Data section below:
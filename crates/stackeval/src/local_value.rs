use crate::addrs::AbsLocalValue;
use crate::config::LocalValueDecl;
use crate::diagnostics::Diagnostics;
use crate::engine::Main;
use crate::eval::{do_once_with_diags, Evaluable, Memo, MemoizedResult, Plannable, Validatable};
use crate::expr::eval_expr;
use crate::phase::{EvalPhase, PerEvalPhase};
use crate::plan::ResourceInstanceChange;
use crate::promising::Canceled;
use crate::types::Type;
use crate::value::Value;
use std::sync::Arc;

/// An entry of a `locals` block
#[derive(Debug)]
pub struct LocalValue {
    addr: AbsLocalValue,
    decl: Arc<LocalValueDecl>,
    value: PerEvalPhase<Memo<Value>>,
}

impl LocalValue {
    pub fn new(addr: AbsLocalValue, decl: Arc<LocalValueDecl>) -> Self {
        Self {
            addr,
            decl,
            value: Default::default(),
        }
    }

    pub fn addr(&self) -> &AbsLocalValue {
        &self.addr
    }

    pub async fn check_outcome(
        &self,
        main: &Main,
        phase: EvalPhase,
    ) -> Result<Arc<MemoizedResult<Value>>, Canceled> {
        let once = self.value.for_phase(phase);
        do_once_with_diags(&*once, &self.tracing_name(), Some(&self.decl.value.range), || {
            self.compute(main, phase)
        })
        .await
    }

    #[tracing::instrument(level = "trace", skip_all, fields(local = %self.addr, %phase))]
    async fn compute(
        &self,
        main: &Main,
        phase: EvalPhase,
    ) -> Result<MemoizedResult<Value>, Canceled> {
        let Some(stack) = main.stack(&self.addr.stack, phase).await? else {
            return Ok(MemoizedResult::deferred(Diagnostics::new()));
        };

        let (value, diags) = eval_expr(main, &self.decl.value, phase, stack.as_ref()).await?;
        if diags.has_errors() {
            return Ok(MemoizedResult::failed(diags));
        }
        Ok(MemoizedResult::resolved(value, diags))
    }
}

#[async_trait::async_trait]
impl Evaluable for LocalValue {
    fn tracing_name(&self) -> String {
        self.addr.to_string()
    }

    async fn check_value(
        &self,
        main: &Main,
        phase: EvalPhase,
    ) -> Result<(Value, Diagnostics), Canceled> {
        let result = self.check_outcome(main, phase).await?;
        Ok((
            result.value_or_placeholder(&Type::Dynamic),
            result.diagnostics.clone(),
        ))
    }
}

#[async_trait::async_trait]
impl Plannable for LocalValue {
    async fn plan_changes(
        &self,
        main: &Main,
    ) -> Result<(Vec<ResourceInstanceChange>, Diagnostics), Canceled> {
        let (_, diags) = self.check_value(main, EvalPhase::Plan).await?;
        Ok((vec![], diags))
    }
}

#[async_trait::async_trait]
impl Validatable for LocalValue {
    async fn validate(&self, main: &Main) -> Result<Diagnostics, Canceled> {
        let (_, diags) = self.check_value(main, EvalPhase::Validate).await?;
        Ok(diags)
    }
}

#[cfg(test)]
mod test {
    use super::*;
    use crate::addrs::StackInstance;
    use crate::config::StackConfig;
    use crate::diagnostics::DiagnosticKind;
    use crate::eval::Outcome;
    use crate::hcl_documents;
    use crate::promising::{self, CancelToken};
    use indexmap::indexmap;
    use pretty_assertions::assert_eq;
    use std::time::Duration;

    fn main_for(documents: hcl_documents::HclDocuments) -> Arc<Main> {
        Arc::new(Main::new(StackConfig::new(&documents).expect("valid configuration")))
    }

    fn local(main: &Main, name: &str) -> Arc<LocalValue> {
        main.local_value(&AbsLocalValue::new(StackInstance::root(), name.into()))
            .expect("declared local")
    }

    #[tokio::test]
    async fn references_are_resolved() {
        let documents = hcl_documents! {r#"
        variable "name" { type = string }
        locals {
          greeting = "hello ${var.name}"
          shout    = "${local.greeting}!"
        }
        "#};
        let main = Main::new(StackConfig::new(&documents).expect("valid configuration"))
            .with_root_input_values(EvalPhase::Plan, indexmap! {"name".into() => Value::from("world")});

        let shout = local(&main, "shout");
        let result = shout.check_outcome(&main, EvalPhase::Plan).await.unwrap();
        assert_eq!(result.outcome, Outcome::Resolved(Value::from("hello world!")));
    }

    #[tokio::test]
    async fn unknown_inputs_make_unknown_results() {
        let main = main_for(hcl_documents! {r#"
        variable "name" { type = string }
        locals {
          greeting = "hello ${var.name}"
        }
        "#});

        let (value, diags) = local(&main, "greeting")
            .check_value(&main, EvalPhase::Validate)
            .await
            .unwrap();
        assert_eq!(value, Value::Unknown(Type::Dynamic));
        assert!(diags.is_empty());
    }

    async fn check_cycle(main: Arc<Main>, names: &[&str]) {
        let handles: Vec<_> = names
            .iter()
            .map(|name| {
                let main = Arc::clone(&main);
                let node = local(&main, name);
                promising::spawn(async move {
                    node.check_outcome(&main, EvalPhase::Plan).await.unwrap()
                })
            })
            .collect();

        for handle in handles {
            let result = handle.await.unwrap();
            assert_eq!(result.outcome, Outcome::Failed);
            assert_eq!(result.diagnostics.len(), 1);
            let diag = result.diagnostics.iter().next().unwrap();
            assert_eq!(diag.kind, DiagnosticKind::CircularReference);
            assert_eq!(diag.summary, "Self-dependent items in configuration");
        }
    }

    #[tokio::test]
    async fn two_node_cycle() {
        let main = main_for(hcl_documents! {r#"
        locals {
          a = local.b
          b = local.a
        }
        "#});

        let run = promising::main_task(CancelToken::new(), check_cycle(main, &["a", "b"]));
        tokio::time::timeout(Duration::from_secs(5), run)
            .await
            .expect("cycle is detected instead of hanging");
    }

    #[tokio::test]
    async fn three_node_cycle() {
        let main = main_for(hcl_documents! {r#"
        locals {
          a = local.b
          b = local.c
          c = "${local.a}!"
        }
        "#});

        let run = promising::main_task(CancelToken::new(), check_cycle(main, &["a", "b", "c"]));
        tokio::time::timeout(Duration::from_secs(5), run)
            .await
            .expect("cycle is detected instead of hanging");
    }
}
End of Data section.
> _Instructions for the task_: The response should consist of all the entries, transcribed exactly.

> _Written response_:
filename crates/stackeval/src/local_value.rs
use crate::addrs::AbsLocalValue;
use crate::config::LocalValueDecl;
use crate::diagnostics::Diagnostics;
use crate::engine::Main;
use crate::eval::{do_once_with_diags, Evaluable, Memo, MemoizedResult, Plannable, Validatable};
use crate::expr::eval_expr;
use crate::phase::{EvalPhase, PerEvalPhase};
use crate::plan::ResourceInstanceChange;
use crate::promising::Canceled;
use crate::types::Type;
use crate::value::Value;
use std::sync::Arc;

/// An entry of a `locals` block
#[derive(Debug)]
pub struct LocalValue {
    addr: AbsLocalValue,
    decl: Arc<LocalValueDecl>,
    value: PerEvalPhase<Memo<Value>>,
}

impl LocalValue {
    pub fn new(addr: AbsLocalValue, decl: Arc<LocalValueDecl>) -> Self {
        Self {
            addr,
            decl,
            value: Default::default(),
        }
    }

    pub fn addr(&self) -> &AbsLocalValue {
        &self.addr
    }

    pub async fn check_outcome(
        &self,
        main: &Main,
        phase: EvalPhase,
    ) -> Result<Arc<MemoizedResult<Value>>, Canceled> {
        let once = self.value.for_phase(phase);
        do_once_with_diags(&*once, &self.tracing_name(), Some(&self.decl.value.range), || {
            self.compute(main, phase)
        })
        .await
    }

    #[tracing::instrument(level = "trace", skip_all, fields(local = %self.addr, %phase))]
    async fn compute(
        &self,
        main: &Main,
        phase: EvalPhase,
    ) -> Result<MemoizedResult<Value>, Canceled> {
        let Some(stack) = main.stack(&self.addr.stack, phase).await? else {
            return Ok(MemoizedResult::deferred(Diagnostics::new()));
        };

        let (value, diags) = eval_expr(main, &self.decl.value, phase, stack.as_ref()).await?;
        if diags.has_errors() {
            return Ok(MemoizedResult::failed(diags));
        }
        Ok(MemoizedResult::resolved(value, diags))
    }
}

#[async_trait::async_trait]
impl Evaluable for LocalValue {
    fn tracing_name(&self) -> String {
        self.addr.to_string()
    }

    async fn check_value(
        &self,
        main: &Main,
        phase: EvalPhase,
    ) -> Result<(Value, Diagnostics), Canceled> {
        let result = self.check_outcome(main, phase).await?;
        Ok((
            result.value_or_placeholder(&Type::Dynamic),
            result.diagnostics.clone(),
        ))
    }
}

#[async_trait::async_trait]
impl Plannable for LocalValue {
    async fn plan_changes(
        &self,
        main: &Main,
    ) -> Result<(Vec<ResourceInstanceChange>, Diagnostics), Canceled> {
        let (_, diags) = self.check_value(main, EvalPhase::Plan).await?;
        Ok((vec![], diags))
    }
}

#[async_trait::async_trait]
impl Validatable for LocalValue {
    async fn validate(&self, main: &Main) -> Result<Diagnostics, Canceled> {
        let (_, diags) = self.check_value(main, EvalPhase::Validate).await?;
        Ok(diags)
    }
}

#[cfg(test)]
mod test {
    use super::*;
    use crate::addrs::StackInstance;
    use crate::config::StackConfig;
    use crate::diagnostics::DiagnosticKind;
    use crate::eval::Outcome;
    use crate::hcl_documents;
    use crate::promising::{self, CancelToken};
    use indexmap::indexmap;
    use pretty_assertions::assert_eq;
    use std::time::Duration;

    fn main_for(documents: hcl_documents::HclDocuments) -> Arc<Main> {
        Arc::new(Main::new(StackConfig::new(&documents).expect("valid configuration")))
    }

    fn local(main: &Main, name: &str) -> Arc<LocalValue> {
        main.local_value(&AbsLocalValue::new(StackInstance::root(), name.into()))
            .expect("declared local")
    }

    #[tokio::test]
    async fn references_are_resolved() {
        let documents = hcl_documents! {r#"
        variable "name" { type = string }
        locals {
          greeting = "hello ${var.name}"
          shout    = "${local.greeting}!"
        }
        "#};
        let main = Main::new(StackConfig::new(&documents).expect("valid configuration"))
            .with_root_input_values(EvalPhase::Plan, indexmap! {"name".into() => Value::from("world")});

        let shout = local(&main, "shout");
        let result = shout.check_outcome(&main, EvalPhase::Plan).await.unwrap();
        assert_eq!(result.outcome, Outcome::Resolved(Value::from("hello world!")));
    }

    #[tokio::test]
    async fn unknown_inputs_make_unknown_results() {
        let main = main_for(hcl_documents! {r#"
        variable "name" { type = string }
        locals {
          greeting = "hello ${var.name}"
        }
        "#});

        let (value, diags) = local(&main, "greeting")
            .check_value(&main, EvalPhase::Validate)
            .await
            .unwrap();
        assert_eq!(value, Value::Unknown(Type::Dynamic));
        assert!(diags.is_empty());
    }

    async fn check_cycle(main: Arc<Main>, names: &[&str]) {
        let handles: Vec<_> = names
            .iter()
            .map(|name| {
                let main = Arc::clone(&main);
                let node = local(&main, name);
                promising::spawn(async move {
                    node.check_outcome(&main, EvalPhase::Plan).await.unwrap()
                })
            })
            .collect();

        for handle in handles {
            let result = handle.await.unwrap();
            assert_eq!(result.outcome, Outcome::Failed);
            assert_eq!(result.diagnostics.len(), 1);
            let diag = result.diagnostics.iter().next().unwrap();
            assert_eq!(diag.kind, DiagnosticKind::CircularReference);
            assert_eq!(diag.summary, "Self-dependent items in configuration");
        }
    }

    #[tokio::test]
    async fn two_node_cycle() {
        let main = main_for(hcl_documents! {r#"
        locals {
          a = local.b
          b = local.a
        }
        "#});

        let run = promising::main_task(CancelToken::new(), check_cycle(main, &["a", "b"]));
        tokio::time::timeout(Duration::from_secs(5), run)
            .await
            .expect("cycle is detected instead of hanging");
    }

    #[tokio::test]
    async fn three_node_cycle() {
        let main = main_for(hcl_documents! {r#"
        locals {
          a = local.b
          b = local.c
          c = "${local.a}!"
        }
        "#});

        let run = promising::main_task(CancelToken::new(), check_cycle(main, &["a", "b", "c"]));
        tokio::time::timeout(Duration::from_secs(5), run)
            .await
            .expect("cycle is detected instead of hanging");
    }
}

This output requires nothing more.